(Records from a collection)
━━━━━━━━━━

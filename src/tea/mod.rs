//! The Elm Architecture (TEA) pattern implementation for shopdesk
//!
//! This module provides a structured approach to state management following
//! the Model-Update-View pattern from Elm, adapted for Ratatui terminal interfaces.

pub mod command;
pub mod message;
pub mod model;
pub mod update;

pub use command::{Command, CommandExecutor};
pub use message::Message;
pub use model::Model;
pub use update::update;

/// Result of processing a TEA update cycle
#[derive(Debug)]
pub struct UpdateResult<M> {
    pub model: M,
    pub commands: Vec<Command>,
}

impl<M> UpdateResult<M> {
    pub fn just_model(model: M) -> Self {
        Self {
            model,
            commands: Vec::new(),
        }
    }

    pub fn with_command(model: M, command: Command) -> Self {
        Self {
            model,
            commands: vec![command],
        }
    }
}
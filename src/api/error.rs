//! Catalog API error types

use thiserror::Error;

/// Result type for API calls
pub type ApiResult<T> = Result<T, ApiError>;

/// Failures talking to the catalog API
#[derive(Error, Debug, Clone, PartialEq)]
pub enum ApiError {
    #[error("HTTP error! status: {status}")]
    Status { status: u16 },

    #[error("Network error: {message}")]
    Network { message: String },

    #[error("Request timed out: {message}")]
    Timeout { message: String },

    #[error("Invalid response from catalog API: {details}")]
    InvalidResponse { details: String },

    #[error("Invalid API URL: {message}")]
    InvalidUrl { message: String },
}

impl ApiError {
    /// Create a non-success status error
    pub fn status(status: u16) -> Self {
        ApiError::Status { status }
    }

    /// Create a network error
    pub fn network(message: impl Into<String>) -> Self {
        ApiError::Network {
            message: message.into(),
        }
    }

    /// Create an invalid response error
    pub fn invalid_response(details: impl Into<String>) -> Self {
        ApiError::InvalidResponse {
            details: details.into(),
        }
    }

    /// Create an invalid URL error
    pub fn invalid_url(message: impl Into<String>) -> Self {
        ApiError::InvalidUrl {
            message: message.into(),
        }
    }

    /// HTTP status, when the server answered
    pub fn status_code(&self) -> Option<u16> {
        match self {
            ApiError::Status { status } => Some(*status),
            _ => None,
        }
    }
}

impl From<reqwest::Error> for ApiError {
    fn from(error: reqwest::Error) -> Self {
        if error.is_timeout() {
            ApiError::Timeout {
                message: error.to_string(),
            }
        } else if error.is_decode() {
            ApiError::invalid_response(error.to_string())
        } else if let Some(status) = error.status() {
            ApiError::status(status.as_u16())
        } else {
            ApiError::network(error.to_string())
        }
    }
}

impl From<url::ParseError> for ApiError {
    fn from(error: url::ParseError) -> Self {
        ApiError::invalid_url(error.to_string())
    }
}

#[cfg(test)]
mod tests {
    use super::*;

    #[test]
    fn test_status_message_contains_code() {
        let error = ApiError::status(404);
        assert!(error.to_string().contains("404"));
        assert_eq!(error.status_code(), Some(404));
        assert_eq!(ApiError::network("refused").status_code(), None);
    }
}
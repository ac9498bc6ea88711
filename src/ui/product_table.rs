use crate::catalog::PageItem;
use crate::theme::Theme;
use crate::ui::display::{CatalogDisplay, PaginationDisplay};
use ratatui::{
    layout::{Alignment, Constraint, Rect},
    style::{Modifier, Style},
    text::{Line, Span},
    widgets::{Block, Borders, Cell, Paragraph, Row, Table},
    Frame,
};

/// Product table with its header stats and pager
pub struct ProductTable;

impl ProductTable {
    pub fn render(frame: &mut Frame, area: Rect, display: &CatalogDisplay, theme: &Theme, focused: bool) {
        let block = Block::default()
            .title(" Products ")
            .borders(Borders::ALL)
            .border_style(theme.border_style(focused));

        if let Some(message) = &display.empty_message {
            let empty = Paragraph::new(message.as_str())
                .style(theme.muted_style())
                .alignment(Alignment::Center)
                .block(block);
            frame.render_widget(empty, area);
            return;
        }

        let table_colors = &theme.colors.table;
        let header_style = Style::default()
            .fg(table_colors.header)
            .add_modifier(Modifier::BOLD);
        let header = Row::new(vec![
            Cell::from("ID"),
            Cell::from(display.title_header.as_str()),
            Cell::from(display.price_header.as_str()),
            Cell::from("Category"),
            Cell::from("Description"),
        ])
        .style(header_style)
        .bottom_margin(1);

        let rows = display.rows.iter().map(|row| {
            let cells = vec![
                Cell::from(Span::styled(row.id.as_str(), Style::default().fg(table_colors.id))),
                Cell::from(Span::styled(row.title.as_str(), Style::default().fg(table_colors.title))),
                Cell::from(Span::styled(row.price.as_str(), Style::default().fg(table_colors.price))),
                Cell::from(Span::styled(
                    row.category.as_str(),
                    Style::default().fg(table_colors.category),
                )),
                Cell::from(Span::styled(row.description.as_str(), theme.muted_style())),
            ];
            let row_widget = Row::new(cells);
            if row.selected {
                row_widget.style(theme.selection_style())
            } else {
                row_widget
            }
        });

        let widths = [
            Constraint::Length(6),
            Constraint::Percentage(35),
            Constraint::Length(12),
            Constraint::Length(16),
            Constraint::Min(10),
        ];
        let table = Table::new(rows, widths)
            .header(header)
            .block(block)
            .column_spacing(2);

        frame.render_widget(table, area);
    }

    /// Pager line: `‹ 1 … 3 4 [5] 6 7 … 10 ›  41-50 of 95`
    pub fn render_pagination(
        frame: &mut Frame,
        area: Rect,
        pagination: &PaginationDisplay,
        page_size: &str,
        theme: &Theme,
    ) {
        let palette = &theme.colors.palette;
        let enabled = Style::default().fg(palette.text_primary);
        let disabled = Style::default().fg(palette.text_muted);

        let mut spans = vec![Span::styled(
            "‹ ",
            if pagination.has_previous { enabled } else { disabled },
        )];
        for item in &pagination.items {
            match item {
                PageItem::Page(page) if *page == pagination.current => spans.push(Span::styled(
                    format!("[{}] ", page),
                    Style::default()
                        .fg(palette.accent)
                        .add_modifier(Modifier::BOLD),
                )),
                PageItem::Page(page) => spans.push(Span::styled(format!("{} ", page), enabled)),
                PageItem::Ellipsis => spans.push(Span::styled("… ", disabled)),
            }
        }
        spans.push(Span::styled(
            "›",
            if pagination.has_next { enabled } else { disabled },
        ));
        spans.push(Span::styled(
            format!("   {}   {}", pagination.range, page_size),
            Style::default().fg(palette.text_secondary),
        ));

        frame.render_widget(Paragraph::new(Line::from(spans)), area);
    }
}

━━━━━━━━━━

- Task requirements -
Find the lines in the records that contain the word "pattern", then copy every one of them.

- Answer to this task -
//! The Elm Architecture (TEA) pattern implementation for shopdesk
//! the Model-Update-View pattern from Elm, adapted for Ratatui terminal interfaces.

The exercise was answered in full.